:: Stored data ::
+++

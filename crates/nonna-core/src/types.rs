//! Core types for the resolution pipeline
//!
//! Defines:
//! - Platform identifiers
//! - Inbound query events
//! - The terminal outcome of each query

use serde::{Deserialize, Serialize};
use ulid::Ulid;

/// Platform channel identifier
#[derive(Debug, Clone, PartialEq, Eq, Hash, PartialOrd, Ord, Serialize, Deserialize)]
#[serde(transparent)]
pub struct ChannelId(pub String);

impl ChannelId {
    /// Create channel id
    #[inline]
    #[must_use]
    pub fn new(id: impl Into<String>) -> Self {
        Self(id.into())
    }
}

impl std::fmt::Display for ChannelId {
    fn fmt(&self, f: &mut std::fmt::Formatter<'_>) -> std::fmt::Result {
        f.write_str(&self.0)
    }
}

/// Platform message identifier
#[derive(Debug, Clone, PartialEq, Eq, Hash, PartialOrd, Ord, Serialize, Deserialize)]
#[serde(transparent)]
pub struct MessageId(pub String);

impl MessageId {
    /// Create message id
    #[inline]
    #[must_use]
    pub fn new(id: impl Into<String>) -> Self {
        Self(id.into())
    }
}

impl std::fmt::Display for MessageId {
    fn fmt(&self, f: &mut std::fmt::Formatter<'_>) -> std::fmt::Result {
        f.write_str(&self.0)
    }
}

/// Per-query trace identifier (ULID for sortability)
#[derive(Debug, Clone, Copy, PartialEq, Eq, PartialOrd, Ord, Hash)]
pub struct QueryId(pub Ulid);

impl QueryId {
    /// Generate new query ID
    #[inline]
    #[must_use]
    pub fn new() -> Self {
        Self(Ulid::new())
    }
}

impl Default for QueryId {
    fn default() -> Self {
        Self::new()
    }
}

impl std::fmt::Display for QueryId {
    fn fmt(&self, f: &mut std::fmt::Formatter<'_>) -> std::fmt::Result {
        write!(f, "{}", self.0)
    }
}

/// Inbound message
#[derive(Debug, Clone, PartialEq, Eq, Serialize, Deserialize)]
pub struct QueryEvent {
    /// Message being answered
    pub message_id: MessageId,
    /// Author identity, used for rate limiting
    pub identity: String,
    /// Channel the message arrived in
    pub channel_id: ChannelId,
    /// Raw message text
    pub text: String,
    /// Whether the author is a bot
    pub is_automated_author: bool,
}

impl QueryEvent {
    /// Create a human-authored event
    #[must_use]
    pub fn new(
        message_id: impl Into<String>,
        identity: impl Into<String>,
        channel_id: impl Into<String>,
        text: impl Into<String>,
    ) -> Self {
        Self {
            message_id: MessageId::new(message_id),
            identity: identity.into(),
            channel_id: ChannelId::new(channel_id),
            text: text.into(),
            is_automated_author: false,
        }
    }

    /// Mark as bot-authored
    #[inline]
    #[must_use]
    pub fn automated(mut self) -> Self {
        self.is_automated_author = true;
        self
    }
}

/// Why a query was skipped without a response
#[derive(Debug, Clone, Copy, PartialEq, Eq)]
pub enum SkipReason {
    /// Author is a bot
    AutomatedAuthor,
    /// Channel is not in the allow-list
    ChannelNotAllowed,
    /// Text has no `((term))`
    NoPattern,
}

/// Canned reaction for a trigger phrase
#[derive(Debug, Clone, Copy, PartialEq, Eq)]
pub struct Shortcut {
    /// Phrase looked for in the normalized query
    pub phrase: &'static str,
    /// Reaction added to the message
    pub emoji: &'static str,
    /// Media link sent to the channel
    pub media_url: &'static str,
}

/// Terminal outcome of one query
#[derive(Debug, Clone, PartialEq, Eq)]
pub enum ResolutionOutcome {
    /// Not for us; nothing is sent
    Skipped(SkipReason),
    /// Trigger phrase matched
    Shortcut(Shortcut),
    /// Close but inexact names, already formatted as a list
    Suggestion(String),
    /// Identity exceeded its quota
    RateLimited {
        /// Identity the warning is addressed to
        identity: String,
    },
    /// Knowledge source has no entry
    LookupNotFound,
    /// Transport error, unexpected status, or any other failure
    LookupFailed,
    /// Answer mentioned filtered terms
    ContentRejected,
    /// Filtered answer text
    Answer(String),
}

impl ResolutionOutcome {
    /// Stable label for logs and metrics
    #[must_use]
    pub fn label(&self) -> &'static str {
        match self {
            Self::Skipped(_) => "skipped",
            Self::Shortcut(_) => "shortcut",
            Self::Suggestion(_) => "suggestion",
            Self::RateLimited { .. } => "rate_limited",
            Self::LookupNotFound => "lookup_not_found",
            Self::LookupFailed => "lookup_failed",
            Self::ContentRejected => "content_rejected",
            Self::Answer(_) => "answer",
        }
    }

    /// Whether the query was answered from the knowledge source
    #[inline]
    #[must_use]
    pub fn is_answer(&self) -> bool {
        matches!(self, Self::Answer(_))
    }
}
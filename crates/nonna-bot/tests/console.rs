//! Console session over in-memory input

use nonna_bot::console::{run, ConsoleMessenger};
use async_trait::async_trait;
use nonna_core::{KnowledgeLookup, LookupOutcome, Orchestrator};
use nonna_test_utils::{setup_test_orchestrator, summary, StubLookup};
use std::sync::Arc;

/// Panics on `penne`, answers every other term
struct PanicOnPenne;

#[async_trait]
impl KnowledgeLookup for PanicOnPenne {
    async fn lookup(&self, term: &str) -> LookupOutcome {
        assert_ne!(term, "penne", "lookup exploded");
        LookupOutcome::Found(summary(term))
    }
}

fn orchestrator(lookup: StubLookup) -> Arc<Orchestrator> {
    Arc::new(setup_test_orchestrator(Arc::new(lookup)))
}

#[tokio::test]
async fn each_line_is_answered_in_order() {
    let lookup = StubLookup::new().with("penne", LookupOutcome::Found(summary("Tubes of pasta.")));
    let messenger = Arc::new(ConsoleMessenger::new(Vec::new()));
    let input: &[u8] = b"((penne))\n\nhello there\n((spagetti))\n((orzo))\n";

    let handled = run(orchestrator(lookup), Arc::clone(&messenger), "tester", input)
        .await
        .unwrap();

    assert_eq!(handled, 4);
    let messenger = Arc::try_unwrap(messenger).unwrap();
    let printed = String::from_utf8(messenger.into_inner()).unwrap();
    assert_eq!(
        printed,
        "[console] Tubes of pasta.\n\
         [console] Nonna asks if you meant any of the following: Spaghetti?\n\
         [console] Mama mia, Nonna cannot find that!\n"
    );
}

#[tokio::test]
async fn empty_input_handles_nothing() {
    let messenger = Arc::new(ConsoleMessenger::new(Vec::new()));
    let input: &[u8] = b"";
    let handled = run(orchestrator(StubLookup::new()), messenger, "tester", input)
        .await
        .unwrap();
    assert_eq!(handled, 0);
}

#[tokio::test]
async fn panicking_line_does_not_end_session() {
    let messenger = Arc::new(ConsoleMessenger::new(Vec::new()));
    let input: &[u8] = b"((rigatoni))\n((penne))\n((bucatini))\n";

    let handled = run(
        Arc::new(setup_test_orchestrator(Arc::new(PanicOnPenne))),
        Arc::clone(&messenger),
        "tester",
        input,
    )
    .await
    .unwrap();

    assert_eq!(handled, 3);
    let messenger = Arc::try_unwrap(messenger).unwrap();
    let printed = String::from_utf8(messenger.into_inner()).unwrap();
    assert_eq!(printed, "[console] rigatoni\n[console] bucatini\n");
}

+++

:: TASK BRIEF ::
Your task is to list each line of the records with the word "Tubes".

:: TASK ANSWER ::
    let lookup = StubLookup::new().with("penne", LookupOutcome::Found(summary("Tubes of pasta.")));
        "[console] Tubes of pasta.\n\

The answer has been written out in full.